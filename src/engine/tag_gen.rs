//! The raw time-tag acquisition path.
//!
//! Unlike the aggregate path, loss is folded directly into each pair
//! outcome as a combined per-detected-channel efficiency: an event either
//! produces clicks on both of its channels or none. The two sampling
//! procedures are statistically close but deliberately kept distinct;
//! they model loss at different points.

use super::sampling;
use super::TaggerEngine;
use crate::tags::{write_tag_file, TagFileError, TagRecord};
use crate::{BIN_RESOLUTION_NS, JITTER_SIGMA_NS};
use std::path::Path;

impl TaggerEngine {
    /// Generates `duration_s` seconds of raw tags for the current state.
    ///
    /// Emissions arrive as a Poisson process (exponential gaps at the base
    /// pair rate); each emission is assigned to one pair outcome by a
    /// single multinomial draw, with undetected events going to the
    /// no-click residual. Every surviving click gets its channel delay
    /// plus Gaussian timing jitter before discretization. The returned
    /// stream is sorted ascending by time bin.
    pub fn generate_tags(&mut self, duration_s: f64) -> Vec<TagRecord> {
        let base_rate = self.base_pair_rate_hz();
        if base_rate <= 0.0 || duration_s <= 0.0 {
            return Vec::new();
        }
        let num_events = (base_rate * duration_s) as usize;
        if num_events == 0 {
            return Vec::new();
        }

        // Pair-level probability table with combined efficiencies.
        let table: Vec<([u8; 2], f64)> = self
            .ideal_outcomes()
            .iter()
            .map(|outcome| {
                let eff: f64 = outcome
                    .channels
                    .iter()
                    .map(|&ch| self.channels.efficiency(ch))
                    .product();
                (outcome.channels, outcome.probability * eff)
            })
            .collect();
        if table.is_empty() {
            return Vec::new();
        }

        let emission_times = sampling::arrival_times_s(&mut self.rng, base_rate, num_events);

        let mut weights: Vec<f64> = table.iter().map(|(_, p)| *p).collect();
        let detected: f64 = weights.iter().sum();
        weights.push((1.0 - detected).max(0.0));

        let assignment = sampling::multinomial(&mut self.rng, num_events as u64, &weights);

        let mut tags = Vec::new();
        let mut cursor = 0usize;
        for ((channels, _), &count) in table.iter().zip(assignment.iter()) {
            let count = count as usize;
            if count == 0 {
                continue;
            }
            if cursor + count > emission_times.len() {
                break;
            }
            let events = &emission_times[cursor..cursor + count];
            cursor += count;

            for &ch in channels {
                let delay_ns = self.channels.delay_ns(ch);
                for &t_s in events {
                    let jitter = sampling::gaussian_jitter(&mut self.rng, JITTER_SIGMA_NS);
                    let t_ns = t_s * 1e9 + delay_ns + jitter;
                    tags.push(TagRecord {
                        channel: ch,
                        time_bin: (t_ns / BIN_RESOLUTION_NS) as i64,
                    });
                }
            }
        }

        tags.sort_by_key(|tag| tag.time_bin);
        tracing::info!(
            duration_s,
            events = num_events,
            tags = tags.len(),
            "raw tag stream generated"
        );
        tags
    }

    /// Generates tags and writes them in the two-column text format.
    ///
    /// With the laser off the file still gets its header line.
    pub fn save_tags(
        &mut self,
        path: impl AsRef<Path>,
        duration_s: f64,
    ) -> Result<usize, TagFileError> {
        let tags = self.generate_tags(duration_s);
        write_tag_file(path, &tags)?;
        Ok(tags.len())
    }
}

» **About this task**
Search the data for the string "each" and copy every line where it appears.

» **Task response**
//! Unlike the aggregate path, loss is folded directly into each pair
    /// pair rate); each emission is assigned to one pair outcome by a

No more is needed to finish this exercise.